• [The task] Wherever "else" shows up in the records below, copy the whole line.
* * * * * * *
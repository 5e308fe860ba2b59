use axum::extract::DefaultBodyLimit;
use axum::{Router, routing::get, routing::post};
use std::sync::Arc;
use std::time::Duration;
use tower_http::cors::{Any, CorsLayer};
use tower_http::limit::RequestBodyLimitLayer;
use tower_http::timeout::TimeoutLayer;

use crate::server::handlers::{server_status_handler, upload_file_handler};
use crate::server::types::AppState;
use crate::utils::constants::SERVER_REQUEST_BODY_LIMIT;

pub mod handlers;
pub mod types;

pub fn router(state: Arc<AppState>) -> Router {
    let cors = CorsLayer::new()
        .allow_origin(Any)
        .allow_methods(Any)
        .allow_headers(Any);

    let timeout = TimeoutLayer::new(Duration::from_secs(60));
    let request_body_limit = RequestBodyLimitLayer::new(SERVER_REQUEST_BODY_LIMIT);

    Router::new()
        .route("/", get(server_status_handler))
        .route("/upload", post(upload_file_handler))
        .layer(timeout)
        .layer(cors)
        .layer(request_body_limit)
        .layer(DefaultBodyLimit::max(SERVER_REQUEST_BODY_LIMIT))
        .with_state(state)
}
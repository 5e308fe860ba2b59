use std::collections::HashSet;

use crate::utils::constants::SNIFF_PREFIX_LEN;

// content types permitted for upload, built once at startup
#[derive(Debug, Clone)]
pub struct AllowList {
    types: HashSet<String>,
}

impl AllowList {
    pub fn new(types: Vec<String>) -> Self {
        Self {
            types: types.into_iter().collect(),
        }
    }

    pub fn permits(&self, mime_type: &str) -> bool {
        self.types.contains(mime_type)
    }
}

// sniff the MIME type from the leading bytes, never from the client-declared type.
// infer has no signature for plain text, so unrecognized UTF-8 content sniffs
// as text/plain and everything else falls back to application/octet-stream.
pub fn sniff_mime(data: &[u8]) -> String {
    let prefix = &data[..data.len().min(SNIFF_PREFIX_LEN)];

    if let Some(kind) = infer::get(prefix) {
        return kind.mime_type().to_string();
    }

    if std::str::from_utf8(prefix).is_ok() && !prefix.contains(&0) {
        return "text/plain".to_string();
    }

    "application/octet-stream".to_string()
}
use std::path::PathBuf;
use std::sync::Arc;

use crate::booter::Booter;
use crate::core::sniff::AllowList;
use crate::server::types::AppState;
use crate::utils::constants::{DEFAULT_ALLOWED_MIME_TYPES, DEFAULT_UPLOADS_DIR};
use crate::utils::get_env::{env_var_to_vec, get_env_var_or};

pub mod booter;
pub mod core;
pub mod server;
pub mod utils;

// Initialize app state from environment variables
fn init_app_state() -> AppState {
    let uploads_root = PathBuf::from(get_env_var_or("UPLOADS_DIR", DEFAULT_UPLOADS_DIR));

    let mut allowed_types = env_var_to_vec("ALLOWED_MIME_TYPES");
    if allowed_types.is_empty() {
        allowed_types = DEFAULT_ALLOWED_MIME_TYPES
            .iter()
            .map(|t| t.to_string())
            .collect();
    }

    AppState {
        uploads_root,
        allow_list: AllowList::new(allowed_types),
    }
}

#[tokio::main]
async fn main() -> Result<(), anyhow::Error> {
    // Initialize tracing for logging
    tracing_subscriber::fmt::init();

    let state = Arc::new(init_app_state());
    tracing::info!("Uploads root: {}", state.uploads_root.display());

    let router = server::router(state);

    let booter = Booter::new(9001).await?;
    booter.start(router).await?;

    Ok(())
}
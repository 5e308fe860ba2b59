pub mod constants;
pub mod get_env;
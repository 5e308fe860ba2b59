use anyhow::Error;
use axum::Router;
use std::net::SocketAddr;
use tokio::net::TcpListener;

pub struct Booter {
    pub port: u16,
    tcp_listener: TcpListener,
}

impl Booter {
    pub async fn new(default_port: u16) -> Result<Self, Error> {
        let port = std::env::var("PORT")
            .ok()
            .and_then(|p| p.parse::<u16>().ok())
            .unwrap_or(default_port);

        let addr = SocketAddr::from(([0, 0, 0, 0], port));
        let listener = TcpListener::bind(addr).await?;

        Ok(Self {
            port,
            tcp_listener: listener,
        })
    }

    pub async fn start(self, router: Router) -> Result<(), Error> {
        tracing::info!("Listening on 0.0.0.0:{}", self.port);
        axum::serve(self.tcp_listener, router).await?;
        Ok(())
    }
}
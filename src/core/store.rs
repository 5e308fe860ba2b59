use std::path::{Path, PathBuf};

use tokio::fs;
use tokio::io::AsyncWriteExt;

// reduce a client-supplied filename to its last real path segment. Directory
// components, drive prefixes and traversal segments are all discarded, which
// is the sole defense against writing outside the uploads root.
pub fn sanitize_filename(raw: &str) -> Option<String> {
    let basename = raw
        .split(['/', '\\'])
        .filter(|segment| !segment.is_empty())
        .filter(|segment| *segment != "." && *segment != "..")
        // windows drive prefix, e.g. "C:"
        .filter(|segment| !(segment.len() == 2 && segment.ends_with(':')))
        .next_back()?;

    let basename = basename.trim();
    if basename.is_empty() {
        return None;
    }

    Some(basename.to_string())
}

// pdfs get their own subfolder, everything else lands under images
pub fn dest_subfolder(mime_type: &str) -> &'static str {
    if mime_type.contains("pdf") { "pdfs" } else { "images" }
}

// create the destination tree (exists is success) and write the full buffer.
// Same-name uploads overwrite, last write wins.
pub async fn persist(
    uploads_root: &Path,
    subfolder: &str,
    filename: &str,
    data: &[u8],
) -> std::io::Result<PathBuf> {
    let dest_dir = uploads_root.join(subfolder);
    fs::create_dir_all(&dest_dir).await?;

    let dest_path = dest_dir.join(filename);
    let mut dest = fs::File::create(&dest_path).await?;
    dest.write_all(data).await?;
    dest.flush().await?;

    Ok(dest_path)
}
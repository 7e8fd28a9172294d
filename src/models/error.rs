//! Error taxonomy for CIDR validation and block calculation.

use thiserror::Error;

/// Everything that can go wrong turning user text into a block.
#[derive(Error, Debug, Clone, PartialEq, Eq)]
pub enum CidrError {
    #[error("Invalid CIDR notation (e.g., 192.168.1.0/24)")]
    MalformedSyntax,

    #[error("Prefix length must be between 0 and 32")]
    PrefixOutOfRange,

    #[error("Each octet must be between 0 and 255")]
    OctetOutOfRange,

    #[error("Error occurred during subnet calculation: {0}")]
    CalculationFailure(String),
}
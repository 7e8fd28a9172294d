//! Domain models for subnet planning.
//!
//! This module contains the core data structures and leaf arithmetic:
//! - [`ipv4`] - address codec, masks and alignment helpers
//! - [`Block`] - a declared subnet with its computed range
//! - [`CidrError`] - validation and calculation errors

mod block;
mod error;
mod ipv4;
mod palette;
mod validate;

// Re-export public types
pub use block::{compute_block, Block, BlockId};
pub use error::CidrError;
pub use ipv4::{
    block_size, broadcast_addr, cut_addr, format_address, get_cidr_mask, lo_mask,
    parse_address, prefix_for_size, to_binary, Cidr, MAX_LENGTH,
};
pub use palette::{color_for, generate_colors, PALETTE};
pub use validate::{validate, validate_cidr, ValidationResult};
* * * * * * *
• [Reply to the exercise]
// as text/plain and everything else falls back to application/octet-stream.
// pdfs get their own subfolder, everything else lands under images
    if mime_type.contains("pdf") { "pdfs" } else { "images" }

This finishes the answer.